Radical Adaptive Reuse:
Atomic City Museum

FALL 2012: ATOMIC CITIES STUDIO IV

The Atomic City Museum studio explored how to best communicate the story of the Paducah Gaseous Diffusion plant could to the general public. This students sought to share the heroism of Paducah’s citizenry, the complexity of the processes that took place at the site, and the enormous challenges that lie ahead to clean it up. Most of all, the students wanted to express that the challenges ahead are no greater than those that produced the site in the first place. Should we collectively decide to devote ourselves to remediation, a hopeful future for Paducah is indeed possible.

After several weeks of research, consideration of the work of previous semesters, and deliberation, the students elected to design an on-site Atomic City Museum, that would be housed in one of the massive enrichment buildings, but would also include the remediation of the site itself as exhibit one.

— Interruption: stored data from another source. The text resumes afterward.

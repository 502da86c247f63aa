use std::sync::{
    atomic::{AtomicU64, AtomicUsize, Ordering},
    Arc,
};

use crate::{
    config::EngineConfig,
    dsp::smooth::SmoothedValue,
    error::{check_note, check_velocity, EngineError},
    synth::{
        allocator::VoiceAllocator,
        message::{MessageReceiver, NoteEvent, SynthMessage},
        params::{ParamId, VoiceParams},
    },
};

/// Note events that can be queued for a single block.
pub const MAX_PENDING_EVENTS: usize = 256;

/// State the audio thread publishes for the control side.
#[derive(Debug, Default)]
pub struct EngineStatus {
    active_voices: AtomicUsize,
    dropped_events: AtomicU64,
}

impl EngineStatus {
    pub fn active_voices(&self) -> usize {
        self.active_voices.load(Ordering::Acquire)
    }

    /// Note events dropped because the pending buffer was full.
    pub fn dropped_events(&self) -> u64 {
        self.dropped_events.load(Ordering::Acquire)
    }

    fn publish(&self, active_voices: usize) {
        self.active_voices.store(active_voices, Ordering::Release);
    }

    fn record_drop(&self) {
        self.dropped_events.fetch_add(1, Ordering::Release);
    }
}

/// Polyphonic modal synthesizer.
///
/// Runs entirely on the audio thread. Note events carry a sample offset and
/// are applied at that position within the next block, so timing is exact
/// regardless of block size.
pub struct ModalSynth<R: MessageReceiver> {
    allocator: VoiceAllocator,
    rx: R,
    pending: Vec<NoteEvent>,
    params: VoiceParams,
    output_gain: SmoothedValue,
    status: Arc<EngineStatus>,
    sample_rate: f32,
    max_block_size: usize,
    prepared: bool,
}

impl<R: MessageReceiver> ModalSynth<R> {
    /// Build an unprepared engine. Call `prepare` before `process`.
    pub fn new(config: &EngineConfig, rx: R) -> Self {
        let params = VoiceParams::default();
        Self {
            allocator: VoiceAllocator::new(config.voice_count()),
            rx,
            pending: Vec::with_capacity(MAX_PENDING_EVENTS),
            params,
            output_gain: SmoothedValue::new(params.output_gain),
            status: Arc::new(EngineStatus::default()),
            sample_rate: config.sample_rate,
            max_block_size: config.max_block_size,
            prepared: false,
        }
    }

    /// Allocate every buffer for the given stream format. Not realtime-safe.
    ///
    /// On error nothing changes.
    pub fn prepare(&mut self, sample_rate: f32, max_block_size: usize) -> Result<(), EngineError> {
        EngineConfig {
            sample_rate,
            max_block_size,
            polyphony: self.allocator.polyphony(),
        }
        .validate()?;

        self.sample_rate = sample_rate;
        self.max_block_size = max_block_size;
        self.allocator.prepare(sample_rate);
        self.allocator.set_params(&self.params);
        self.pending.clear();
        self.pending.reserve(MAX_PENDING_EVENTS);
        self.output_gain.snap(self.params.output_gain);
        self.status.publish(0);
        self.prepared = true;

        tracing::info!(
            sample_rate,
            max_block_size,
            voices = self.allocator.polyphony(),
            "modal synth prepared"
        );
        Ok(())
    }

    /// Queue a note event for the next block.
    ///
    /// Invalid notes and velocities are rejected without touching any state.
    pub fn handle_event(&mut self, event: NoteEvent) -> Result<(), EngineError> {
        if !self.prepared {
            return Err(EngineError::NotPrepared);
        }

        check_note(event.note())?;
        match event {
            NoteEvent::NoteOn { velocity, .. } => check_velocity(velocity)?,
            NoteEvent::NoteOff {
                release_velocity, ..
            } => check_velocity(release_velocity)?,
        }

        if self.pending.len() >= MAX_PENDING_EVENTS {
            return Err(EngineError::EventQueueFull);
        }
        self.pending.push(event);
        Ok(())
    }

    /// Set a parameter by string id. Unknown ids and non-finite values are
    /// ignored.
    pub fn set_parameter(&mut self, id: &str, value: f32) {
        if let Some(param) = ParamId::from_id(id) {
            self.set_param(param, value);
        }
    }

    pub fn set_param(&mut self, param: ParamId, value: f32) {
        if !value.is_finite() {
            return;
        }
        self.params.set(param, value);
        self.allocator.set_params(&self.params);
    }

    /// Replace every voice setting at once.
    pub fn set_params(&mut self, params: &VoiceParams) {
        self.params = *params;
        self.allocator.set_params(&self.params);
    }

    /// Render `num_samples` frames into `outputs`, one slice per channel.
    ///
    /// Requests longer than the prepared maximum are rendered in chunks of at
    /// most `max_block_size`; requests longer than the shortest channel are
    /// truncated to it. An unprepared engine outputs silence.
    pub fn process(&mut self, outputs: &mut [&mut [f32]], num_samples: usize) {
        let shortest = outputs.iter().map(|c| c.len()).min().unwrap_or(0);
        let num_samples = num_samples.min(shortest);

        for channel in outputs.iter_mut() {
            channel[..num_samples].fill(0.0);
        }
        if !self.prepared {
            return;
        }

        self.drain_messages();
        sort_by_offset(&mut self.pending);

        let mut next_event = 0;
        let mut block_start = 0;
        while block_start < num_samples {
            let block_end = (block_start + self.max_block_size).min(num_samples);
            let last_block = block_end == num_samples;
            let mut cursor = block_start;

            while let Some(&event) = self.pending.get(next_event) {
                let offset = event.offset().min(num_samples);
                if offset >= block_end && !last_block {
                    break;
                }
                let offset = offset.min(block_end);
                if offset > cursor {
                    self.allocator
                        .process_range(outputs, cursor, offset - cursor);
                    cursor = offset;
                }
                self.apply_event(event);
                next_event += 1;
            }

            if block_end > cursor {
                self.allocator
                    .process_range(outputs, cursor, block_end - cursor);
            }
            self.allocator.finish_block();
            block_start = block_end;
        }

        // Zero-length calls still apply what was queued.
        while let Some(&event) = self.pending.get(next_event) {
            self.apply_event(event);
            next_event += 1;
        }
        self.pending.clear();

        self.apply_output_gain(outputs, num_samples);
        self.status.publish(self.allocator.active_voice_count());
    }

    fn apply_output_gain(&mut self, outputs: &mut [&mut [f32]], num_samples: usize) {
        self.output_gain.set_ramp_length(num_samples);
        self.output_gain.set_target(self.params.output_gain);

        if !self.output_gain.is_smoothing() {
            let gain = self.output_gain.current();
            for channel in outputs.iter_mut() {
                channel[..num_samples].iter_mut().for_each(|x| *x *= gain);
            }
            return;
        }

        for i in 0..num_samples {
            let gain = self.output_gain.next_sample();
            for channel in outputs.iter_mut() {
                channel[i] *= gain;
            }
        }
    }

    /// Hard mute: every voice Idle and pending notes discarded.
    pub fn panic(&mut self) {
        self.pending.clear();
        self.allocator.panic();
        self.status.publish(0);
    }

    pub fn active_voice_count(&self) -> usize {
        self.allocator.active_voice_count()
    }

    pub fn params(&self) -> &VoiceParams {
        &self.params
    }

    pub fn status(&self) -> Arc<EngineStatus> {
        Arc::clone(&self.status)
    }

    pub fn allocator(&self) -> &VoiceAllocator {
        &self.allocator
    }

    pub fn sample_rate(&self) -> f32 {
        self.sample_rate
    }

    pub fn is_prepared(&self) -> bool {
        self.prepared
    }

    fn drain_messages(&mut self) {
        while let Some(msg) = self.rx.pop() {
            match msg {
                SynthMessage::Note(event) => {
                    if self.pending.len() < MAX_PENDING_EVENTS {
                        self.pending.push(event);
                    } else {
                        self.status.record_drop();
                    }
                }
                SynthMessage::SetParam { param, value } => self.set_param(param, value),
                SynthMessage::AllNotesOff => self.allocator.release_all(),
                SynthMessage::Panic => self.panic(),
            }
        }
    }

    fn apply_event(&mut self, event: NoteEvent) {
        match event {
            NoteEvent::NoteOn { note, velocity, .. } => self.allocator.note_on(note, velocity),
            NoteEvent::NoteOff {
                note,
                release_velocity,
                ..
            } => self.allocator.note_off(note, release_velocity),
        }
    }
}

/// Stable in-place insertion sort; the pending list is short and must not
/// allocate.
fn sort_by_offset(events: &mut [NoteEvent]) {
    for i in 1..events.len() {
        let mut j = i;
        while j > 0 && events[j - 1].offset() > events[j].offset() {
            events.swap(j - 1, j);
            j -= 1;
        }
    }
}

Objectives: In some sense, this was more of a conventional graduate architecture studio than the three previous. The objectives were to consider a program for an Atomic City Museum, including the articulation and schematic design of each exhibit. Students researched museum and exhibition design extensively, including the various ways in which people learn and assimilate information. It was proposed that the exhibitions within the museum provide learning experiences, and that this might be the best way to express Paducah’s complex history and hopeful future. Additionally, the studio was to propose an adaptive re-use strategy for each of the buildings on site, whether they were to be decontaminated and reused and for what, or they were to be decommissioned and removed, etc. The studio was also responsible for planning the several square mile site, to propose modes of occupation and to imagine how the remediation process itself could become part of the museum’s exhibit.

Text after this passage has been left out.